INFORMATION PROVIDED Block Start

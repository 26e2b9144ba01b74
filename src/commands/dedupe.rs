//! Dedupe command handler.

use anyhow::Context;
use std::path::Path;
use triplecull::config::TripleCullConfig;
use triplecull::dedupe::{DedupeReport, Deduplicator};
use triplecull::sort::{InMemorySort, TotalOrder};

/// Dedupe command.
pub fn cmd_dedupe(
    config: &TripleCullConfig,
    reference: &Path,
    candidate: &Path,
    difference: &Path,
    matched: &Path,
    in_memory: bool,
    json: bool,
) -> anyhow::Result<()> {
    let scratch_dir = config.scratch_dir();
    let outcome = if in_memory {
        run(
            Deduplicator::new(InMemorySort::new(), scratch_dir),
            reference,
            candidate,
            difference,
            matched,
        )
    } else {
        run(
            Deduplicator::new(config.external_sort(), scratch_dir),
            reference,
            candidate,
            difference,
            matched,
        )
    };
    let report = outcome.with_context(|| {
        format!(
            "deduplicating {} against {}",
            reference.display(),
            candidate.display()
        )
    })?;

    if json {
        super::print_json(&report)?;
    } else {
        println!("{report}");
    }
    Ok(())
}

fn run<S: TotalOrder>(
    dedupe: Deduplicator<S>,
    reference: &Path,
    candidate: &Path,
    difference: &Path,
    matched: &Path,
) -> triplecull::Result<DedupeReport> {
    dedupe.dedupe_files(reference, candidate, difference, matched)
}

INFORMATION PROVIDED Block End
INFORMATION PROVIDED Block Start

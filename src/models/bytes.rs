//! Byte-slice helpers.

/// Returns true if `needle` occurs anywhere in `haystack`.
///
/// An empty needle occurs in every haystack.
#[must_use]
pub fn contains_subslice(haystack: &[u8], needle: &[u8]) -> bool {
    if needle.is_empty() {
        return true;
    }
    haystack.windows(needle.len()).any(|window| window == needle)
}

INFORMATION PROVIDED Block End

EXERCISE OBJECTIVE:
Lines from the entries that contain the string "needle" are what must be copied.

REPLY TO THE TASK:
/// Returns true if `needle` occurs anywhere in `haystack`.
/// An empty needle occurs in every haystack.
pub fn contains_subslice(haystack: &[u8], needle: &[u8]) -> bool {
    if needle.is_empty() {
    haystack.windows(needle.len()).any(|window| window == needle)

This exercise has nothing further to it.